◆ TASK DIRECTIONS ◆
Filter the entries, keeping every line with the string "detect".

◆ LISTED ENTRIES ◆

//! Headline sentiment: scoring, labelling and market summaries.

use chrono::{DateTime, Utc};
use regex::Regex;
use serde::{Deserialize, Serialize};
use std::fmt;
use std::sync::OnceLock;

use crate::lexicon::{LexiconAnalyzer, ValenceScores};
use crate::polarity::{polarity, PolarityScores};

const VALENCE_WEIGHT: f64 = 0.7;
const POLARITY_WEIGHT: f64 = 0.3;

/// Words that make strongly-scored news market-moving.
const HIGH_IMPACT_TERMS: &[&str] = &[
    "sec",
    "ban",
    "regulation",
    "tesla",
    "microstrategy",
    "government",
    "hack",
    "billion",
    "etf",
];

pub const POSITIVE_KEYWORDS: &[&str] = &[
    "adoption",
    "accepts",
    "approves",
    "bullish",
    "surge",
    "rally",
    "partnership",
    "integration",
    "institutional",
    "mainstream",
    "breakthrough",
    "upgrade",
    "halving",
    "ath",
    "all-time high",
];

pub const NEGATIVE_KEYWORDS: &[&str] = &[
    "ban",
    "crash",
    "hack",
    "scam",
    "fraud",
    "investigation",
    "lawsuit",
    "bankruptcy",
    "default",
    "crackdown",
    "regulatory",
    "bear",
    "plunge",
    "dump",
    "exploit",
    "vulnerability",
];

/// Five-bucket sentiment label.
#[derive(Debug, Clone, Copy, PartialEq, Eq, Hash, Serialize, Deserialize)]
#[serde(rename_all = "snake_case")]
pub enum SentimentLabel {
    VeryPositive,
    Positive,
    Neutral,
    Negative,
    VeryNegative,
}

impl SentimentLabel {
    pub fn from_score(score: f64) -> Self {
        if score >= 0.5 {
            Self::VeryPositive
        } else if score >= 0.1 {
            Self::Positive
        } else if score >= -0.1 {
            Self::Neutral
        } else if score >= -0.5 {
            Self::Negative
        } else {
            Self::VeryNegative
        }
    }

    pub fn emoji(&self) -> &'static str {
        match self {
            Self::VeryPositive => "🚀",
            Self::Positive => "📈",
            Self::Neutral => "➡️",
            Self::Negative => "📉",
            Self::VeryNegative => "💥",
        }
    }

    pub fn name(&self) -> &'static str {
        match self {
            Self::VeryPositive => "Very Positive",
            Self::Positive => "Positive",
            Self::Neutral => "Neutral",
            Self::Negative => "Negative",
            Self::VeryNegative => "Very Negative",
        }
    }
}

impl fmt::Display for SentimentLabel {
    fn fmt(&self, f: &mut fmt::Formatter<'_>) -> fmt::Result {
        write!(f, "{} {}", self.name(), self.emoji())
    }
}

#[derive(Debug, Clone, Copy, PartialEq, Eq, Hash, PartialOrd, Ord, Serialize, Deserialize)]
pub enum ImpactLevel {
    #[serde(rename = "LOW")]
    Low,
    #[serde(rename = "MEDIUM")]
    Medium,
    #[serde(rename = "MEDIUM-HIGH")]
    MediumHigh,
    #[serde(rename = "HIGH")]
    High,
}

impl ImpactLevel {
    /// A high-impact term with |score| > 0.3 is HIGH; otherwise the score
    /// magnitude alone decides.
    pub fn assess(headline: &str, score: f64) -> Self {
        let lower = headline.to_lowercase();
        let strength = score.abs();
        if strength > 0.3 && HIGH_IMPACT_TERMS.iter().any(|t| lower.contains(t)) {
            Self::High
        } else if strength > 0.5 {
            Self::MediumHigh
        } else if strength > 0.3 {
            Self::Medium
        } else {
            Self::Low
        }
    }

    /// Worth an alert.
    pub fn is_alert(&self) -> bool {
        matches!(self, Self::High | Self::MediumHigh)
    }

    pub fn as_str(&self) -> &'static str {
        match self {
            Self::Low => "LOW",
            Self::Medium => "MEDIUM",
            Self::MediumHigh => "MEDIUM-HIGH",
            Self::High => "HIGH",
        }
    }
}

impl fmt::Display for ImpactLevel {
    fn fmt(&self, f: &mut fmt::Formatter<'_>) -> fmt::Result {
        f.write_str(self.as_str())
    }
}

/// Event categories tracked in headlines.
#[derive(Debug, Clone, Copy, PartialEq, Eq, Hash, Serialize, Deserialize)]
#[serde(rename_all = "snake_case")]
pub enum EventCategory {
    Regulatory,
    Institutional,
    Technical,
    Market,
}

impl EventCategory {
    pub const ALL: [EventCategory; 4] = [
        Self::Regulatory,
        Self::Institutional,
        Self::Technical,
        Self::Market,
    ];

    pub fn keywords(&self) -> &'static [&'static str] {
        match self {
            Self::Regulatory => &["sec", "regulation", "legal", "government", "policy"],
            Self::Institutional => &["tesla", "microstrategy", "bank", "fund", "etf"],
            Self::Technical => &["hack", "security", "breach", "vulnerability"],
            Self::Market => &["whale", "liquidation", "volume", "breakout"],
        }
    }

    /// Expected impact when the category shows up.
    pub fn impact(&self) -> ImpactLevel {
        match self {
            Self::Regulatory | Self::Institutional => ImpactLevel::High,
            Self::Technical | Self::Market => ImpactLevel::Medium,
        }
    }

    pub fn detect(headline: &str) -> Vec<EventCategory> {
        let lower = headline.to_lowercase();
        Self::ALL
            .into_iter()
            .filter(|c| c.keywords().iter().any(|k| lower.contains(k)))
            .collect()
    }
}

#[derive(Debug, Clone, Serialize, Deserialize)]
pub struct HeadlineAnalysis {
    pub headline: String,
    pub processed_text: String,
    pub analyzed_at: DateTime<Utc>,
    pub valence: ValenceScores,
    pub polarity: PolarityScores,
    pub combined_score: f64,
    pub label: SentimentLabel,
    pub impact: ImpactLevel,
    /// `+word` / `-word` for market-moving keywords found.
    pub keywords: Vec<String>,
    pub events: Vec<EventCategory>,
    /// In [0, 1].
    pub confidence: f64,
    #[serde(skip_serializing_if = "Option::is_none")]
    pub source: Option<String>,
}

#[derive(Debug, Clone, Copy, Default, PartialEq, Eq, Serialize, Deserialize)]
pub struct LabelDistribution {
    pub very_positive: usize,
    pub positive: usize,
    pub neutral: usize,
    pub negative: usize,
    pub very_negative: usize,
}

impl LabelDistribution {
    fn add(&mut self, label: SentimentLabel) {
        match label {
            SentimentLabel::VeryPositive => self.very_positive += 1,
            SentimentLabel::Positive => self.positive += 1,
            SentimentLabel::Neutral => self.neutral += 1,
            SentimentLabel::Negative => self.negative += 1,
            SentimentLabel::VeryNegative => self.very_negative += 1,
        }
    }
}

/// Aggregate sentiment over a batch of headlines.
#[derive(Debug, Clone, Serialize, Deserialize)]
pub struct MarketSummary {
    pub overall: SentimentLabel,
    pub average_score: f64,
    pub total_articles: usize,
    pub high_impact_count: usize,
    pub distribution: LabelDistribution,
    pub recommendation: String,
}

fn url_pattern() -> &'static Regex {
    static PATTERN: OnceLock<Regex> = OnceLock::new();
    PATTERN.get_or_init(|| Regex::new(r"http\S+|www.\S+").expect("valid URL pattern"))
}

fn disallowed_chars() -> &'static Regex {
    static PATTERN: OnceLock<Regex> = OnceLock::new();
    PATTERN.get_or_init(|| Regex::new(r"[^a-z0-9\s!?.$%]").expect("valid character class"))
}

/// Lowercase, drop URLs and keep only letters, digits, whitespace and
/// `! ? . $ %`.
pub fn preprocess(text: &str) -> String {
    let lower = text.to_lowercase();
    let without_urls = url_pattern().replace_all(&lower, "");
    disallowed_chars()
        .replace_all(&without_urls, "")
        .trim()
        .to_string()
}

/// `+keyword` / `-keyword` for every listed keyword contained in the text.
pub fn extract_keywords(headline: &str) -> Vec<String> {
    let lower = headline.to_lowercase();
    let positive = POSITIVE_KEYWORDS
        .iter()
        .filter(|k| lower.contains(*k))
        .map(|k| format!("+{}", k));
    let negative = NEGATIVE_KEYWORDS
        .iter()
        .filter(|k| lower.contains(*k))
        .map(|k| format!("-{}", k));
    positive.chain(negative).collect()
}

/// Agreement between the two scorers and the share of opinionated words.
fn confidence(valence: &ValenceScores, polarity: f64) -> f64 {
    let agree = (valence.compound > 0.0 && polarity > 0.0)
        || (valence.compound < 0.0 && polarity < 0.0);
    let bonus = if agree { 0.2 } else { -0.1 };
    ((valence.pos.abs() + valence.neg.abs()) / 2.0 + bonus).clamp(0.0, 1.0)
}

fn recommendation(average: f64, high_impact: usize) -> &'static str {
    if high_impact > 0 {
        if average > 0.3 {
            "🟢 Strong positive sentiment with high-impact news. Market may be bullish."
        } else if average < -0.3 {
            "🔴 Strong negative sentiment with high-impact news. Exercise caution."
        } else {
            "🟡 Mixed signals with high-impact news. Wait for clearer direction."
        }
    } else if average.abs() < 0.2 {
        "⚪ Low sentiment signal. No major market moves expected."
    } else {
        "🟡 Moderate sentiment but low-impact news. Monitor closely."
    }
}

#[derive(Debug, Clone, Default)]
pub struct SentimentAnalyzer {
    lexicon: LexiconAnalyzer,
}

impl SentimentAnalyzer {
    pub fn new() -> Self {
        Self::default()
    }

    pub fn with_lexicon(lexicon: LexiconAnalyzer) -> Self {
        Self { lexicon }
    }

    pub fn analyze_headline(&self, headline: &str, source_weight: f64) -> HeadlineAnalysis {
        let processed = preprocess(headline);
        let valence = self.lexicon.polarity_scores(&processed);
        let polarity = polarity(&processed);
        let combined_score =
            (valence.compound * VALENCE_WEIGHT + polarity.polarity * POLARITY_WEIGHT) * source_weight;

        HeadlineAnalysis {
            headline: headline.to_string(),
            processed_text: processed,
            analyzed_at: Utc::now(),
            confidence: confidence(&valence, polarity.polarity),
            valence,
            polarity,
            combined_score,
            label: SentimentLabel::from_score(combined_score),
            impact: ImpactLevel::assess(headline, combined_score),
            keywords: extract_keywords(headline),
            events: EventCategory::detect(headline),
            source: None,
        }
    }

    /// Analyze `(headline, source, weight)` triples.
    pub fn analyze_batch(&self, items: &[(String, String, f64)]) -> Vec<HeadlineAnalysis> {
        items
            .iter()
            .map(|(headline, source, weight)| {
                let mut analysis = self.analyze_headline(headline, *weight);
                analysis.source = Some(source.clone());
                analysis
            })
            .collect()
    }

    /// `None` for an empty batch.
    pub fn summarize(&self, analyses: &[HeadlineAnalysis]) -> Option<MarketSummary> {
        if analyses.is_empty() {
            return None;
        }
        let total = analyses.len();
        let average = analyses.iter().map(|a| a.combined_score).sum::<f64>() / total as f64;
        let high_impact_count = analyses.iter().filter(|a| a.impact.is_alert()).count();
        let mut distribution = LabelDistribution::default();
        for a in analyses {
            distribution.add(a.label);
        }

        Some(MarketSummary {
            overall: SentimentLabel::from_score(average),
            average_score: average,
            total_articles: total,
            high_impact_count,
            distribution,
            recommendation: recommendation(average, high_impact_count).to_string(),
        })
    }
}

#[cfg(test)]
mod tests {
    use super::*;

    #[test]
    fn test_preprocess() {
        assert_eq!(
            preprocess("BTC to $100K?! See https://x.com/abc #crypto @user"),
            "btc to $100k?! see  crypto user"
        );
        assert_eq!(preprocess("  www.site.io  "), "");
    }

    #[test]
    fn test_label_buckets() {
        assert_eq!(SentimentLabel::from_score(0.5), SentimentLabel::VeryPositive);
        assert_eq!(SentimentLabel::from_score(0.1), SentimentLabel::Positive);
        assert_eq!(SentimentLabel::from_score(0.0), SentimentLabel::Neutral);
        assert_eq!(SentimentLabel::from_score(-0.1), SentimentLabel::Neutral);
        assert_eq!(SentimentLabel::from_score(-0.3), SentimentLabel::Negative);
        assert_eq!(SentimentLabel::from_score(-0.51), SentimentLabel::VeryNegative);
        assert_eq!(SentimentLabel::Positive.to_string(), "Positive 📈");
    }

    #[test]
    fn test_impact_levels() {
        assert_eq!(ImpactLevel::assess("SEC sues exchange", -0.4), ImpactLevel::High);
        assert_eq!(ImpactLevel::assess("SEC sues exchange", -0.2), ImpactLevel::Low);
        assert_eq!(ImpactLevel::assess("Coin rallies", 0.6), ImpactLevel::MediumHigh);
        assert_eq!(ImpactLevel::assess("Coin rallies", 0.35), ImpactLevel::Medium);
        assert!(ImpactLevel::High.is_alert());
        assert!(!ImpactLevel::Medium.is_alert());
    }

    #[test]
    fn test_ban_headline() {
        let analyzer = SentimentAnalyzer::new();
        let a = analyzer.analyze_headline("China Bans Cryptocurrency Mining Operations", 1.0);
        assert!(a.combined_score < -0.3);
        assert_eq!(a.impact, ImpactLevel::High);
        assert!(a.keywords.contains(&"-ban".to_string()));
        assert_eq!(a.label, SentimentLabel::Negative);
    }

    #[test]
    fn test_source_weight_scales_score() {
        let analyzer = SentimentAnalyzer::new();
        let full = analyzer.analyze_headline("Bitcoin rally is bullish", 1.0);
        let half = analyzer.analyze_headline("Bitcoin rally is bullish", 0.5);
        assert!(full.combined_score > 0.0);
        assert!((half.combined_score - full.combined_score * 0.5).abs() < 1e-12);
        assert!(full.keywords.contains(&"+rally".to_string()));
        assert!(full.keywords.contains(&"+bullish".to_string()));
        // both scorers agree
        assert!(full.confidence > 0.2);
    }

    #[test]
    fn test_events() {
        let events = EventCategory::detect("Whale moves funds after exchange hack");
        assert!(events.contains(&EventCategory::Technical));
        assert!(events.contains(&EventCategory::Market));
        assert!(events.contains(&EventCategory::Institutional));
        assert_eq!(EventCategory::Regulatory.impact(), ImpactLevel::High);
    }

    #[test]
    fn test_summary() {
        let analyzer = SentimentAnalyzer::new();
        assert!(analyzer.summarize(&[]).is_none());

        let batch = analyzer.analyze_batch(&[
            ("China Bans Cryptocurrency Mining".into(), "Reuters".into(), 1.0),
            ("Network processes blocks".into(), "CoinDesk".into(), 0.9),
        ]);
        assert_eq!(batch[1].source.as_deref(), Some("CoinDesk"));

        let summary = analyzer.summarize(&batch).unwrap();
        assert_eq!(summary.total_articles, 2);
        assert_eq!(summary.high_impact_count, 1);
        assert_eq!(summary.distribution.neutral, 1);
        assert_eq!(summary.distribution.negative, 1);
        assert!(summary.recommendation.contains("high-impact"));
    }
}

◆ WRITTEN RESPONSE ◆
    pub fn detect(headline: &str) -> Vec<EventCategory> {
            events: EventCategory::detect(headline),
        let events = EventCategory::detect("Whale moves funds after exchange hack");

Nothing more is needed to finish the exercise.